The report from the federal Centers for Disease Control and Prevention (CDC) is the first to categorize the threats posed by such germs in order of immediate importance, from "urgent," to "serious," to "concerning." It is also the first to quantify the toll of such so-called superbugs, saying they cause 2 million infections and 23,000 deaths each year.
"It's not too late," for the nation to respond, rein in the infections and keep antibiotics working — by reserving them for when they are truly needed — but several steps are needed right away, CDC director Tom Frieden said in a telephone news conference. "If we are not careful and we don't take urgent action, the medicine cabinet may be empty for patients with life-threatening infections in the coming months and years."
On the urgent list:
- Carbapenem-resistant Enterobacteriaceae (CRE), bacteria that cause 9,000 infections in hospitals and other health-care facilities each year. The CDC says nearly half of hospital patients who get CRE bloodstream infections die from them. It's a "nightmare infection," Frieden says.

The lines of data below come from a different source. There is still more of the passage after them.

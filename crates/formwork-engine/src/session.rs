//! Host-side composition of the engine.
//!
//! A [`FormSession`] owns one normalized schema and the single store built
//! for it. Every field of the active schema is registered once at
//! construction, before anything can read it, and fields revealed by later
//! variable edits are registered as they appear. Swapping in a schema with
//! a different digest discards the store and builds a fresh one.

use crate::config::EngineConfig;
use crate::context::FormContext;
use crate::digest::schema_digest;
use crate::error::FormError;
use crate::field::FieldHandle;
use crate::normalize::{normalize, seed_variables};
use crate::required::{RequiredFields, compute_required, is_valid, missing_required};
use crate::resolve::{ResolverRegistry, Submission, resolve_submission};
use crate::schema::{ActiveSchema, FieldId, NormalizedSchema};
use crate::store::{Action, FormStore};
use crate::vars::{VariableBag, merge_into};
use serde_json::Value;

pub struct FormSession {
    schema: NormalizedSchema,
    store: FormStore,
    context: FormContext,
    overrides: VariableBag,
    registry: ResolverRegistry,
    include_metadata: bool,
}

impl FormSession {
    /// Build a session with the built-in resolver tables.
    pub fn new(raw: &Value, config: &EngineConfig) -> Result<Self, FormError> {
        Self::with_registry(raw, config, ResolverRegistry::builtin())
    }

    pub fn with_registry(
        raw: &Value,
        config: &EngineConfig,
        registry: ResolverRegistry,
    ) -> Result<Self, FormError> {
        let schema = normalize(raw)?;
        let context = config.context.clone();
        let overrides = config.override_variables()?;
        let store = build_store(raw, &schema, &context, &overrides);
        Ok(Self {
            schema,
            store,
            context,
            overrides,
            registry,
            include_metadata: config.include_metadata,
        })
    }

    /// Swap the schema. Returns `true` when the digest changed and the
    /// store was recreated, `false` when the document is the same.
    pub fn replace_schema(&mut self, raw: &Value) -> Result<bool, FormError> {
        if schema_digest(raw) == *self.store.digest() {
            return Ok(false);
        }
        let schema = normalize(raw)?;
        let store = build_store(raw, &schema, &self.context, &self.overrides);
        tracing::info!(
            previous = %self.store.digest(),
            next = %store.digest(),
            drifted = self.schema.id_drift(&schema).len(),
            "schema replaced; store recreated"
        );
        self.schema = schema;
        self.store = store;
        Ok(true)
    }

    pub fn schema(&self) -> &NormalizedSchema {
        &self.schema
    }

    pub fn store(&self) -> &FormStore {
        &self.store
    }

    pub fn context(&self) -> &FormContext {
        &self.context
    }

    /// Apply one action, then mount any field it revealed.
    pub fn dispatch(&mut self, action: Action) {
        self.store.dispatch(action);
        let mounted = self.store.mount_active(&self.schema);
        if mounted > 0 {
            tracing::debug!(mounted, "mounted revealed fields");
        }
    }

    pub fn field(&mut self, id: FieldId) -> FieldHandle<'_> {
        self.store.field_in(&self.schema, id)
    }

    /// Sections visible under the current variables.
    pub fn active(&self) -> ActiveSchema<'_> {
        self.schema.active(self.store.variables())
    }

    pub fn required(&self) -> RequiredFields {
        compute_required(&self.active())
    }

    pub fn is_valid(&self) -> bool {
        is_valid(&self.required().required_ids, &self.store.state().validation)
    }

    pub fn missing_required(&self) -> Vec<FieldId> {
        let required = self.required();
        missing_required(&required.required_ids, &self.store.state().validation)
            .into_iter()
            .cloned()
            .collect()
    }

    /// Resolve the submission payload without the validity gate.
    ///
    /// Folds over the active schema, or over every field when the schema
    /// sets `includeHiddenFields`.
    pub fn resolve(&self, with_metadata: bool) -> Submission {
        let view = if self.schema.include_hidden_fields {
            self.schema.unfiltered()
        } else {
            self.active()
        };
        let state = self.store.state();
        resolve_submission(
            &self.registry,
            &state.variables,
            &view,
            &state.components,
            &self.context,
            with_metadata,
        )
    }

    /// Validate, resolve, and hand the payload to `on_submit`.
    pub fn submit(&self, on_submit: impl FnOnce(Submission)) -> Result<(), FormError> {
        let missing = self.missing_required();
        if !missing.is_empty() {
            tracing::debug!(missing = missing.len(), "submit blocked");
            return Err(FormError::MissingRequiredFields {
                missing: missing.into_iter().map(|id| id.to_string()).collect(),
            });
        }
        on_submit(self.resolve(self.include_metadata));
        Ok(())
    }
}

fn build_store(
    raw: &Value,
    schema: &NormalizedSchema,
    context: &FormContext,
    overrides: &VariableBag,
) -> FormStore {
    let mut initial = context.injected_variables();
    merge_into(&mut initial, &seed_variables(raw));
    let mut store = FormStore::new(schema_digest(raw), initial, overrides.clone());
    store.mount_active(schema);
    store
}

- Drug-resistant gonorrhea, a sexually transmitted infection that now resists several antibiotics that used to cure it. CDC estimates 30% of the 800,000 cases in the United States each year fit that description.
- Clostridium difficile, a serious diarrhea-causing infection that is not highly resistant to antibiotics but does thrive when antibiotics are over-used. The bacteria cause 250,000 infections and 14,000 deaths each year.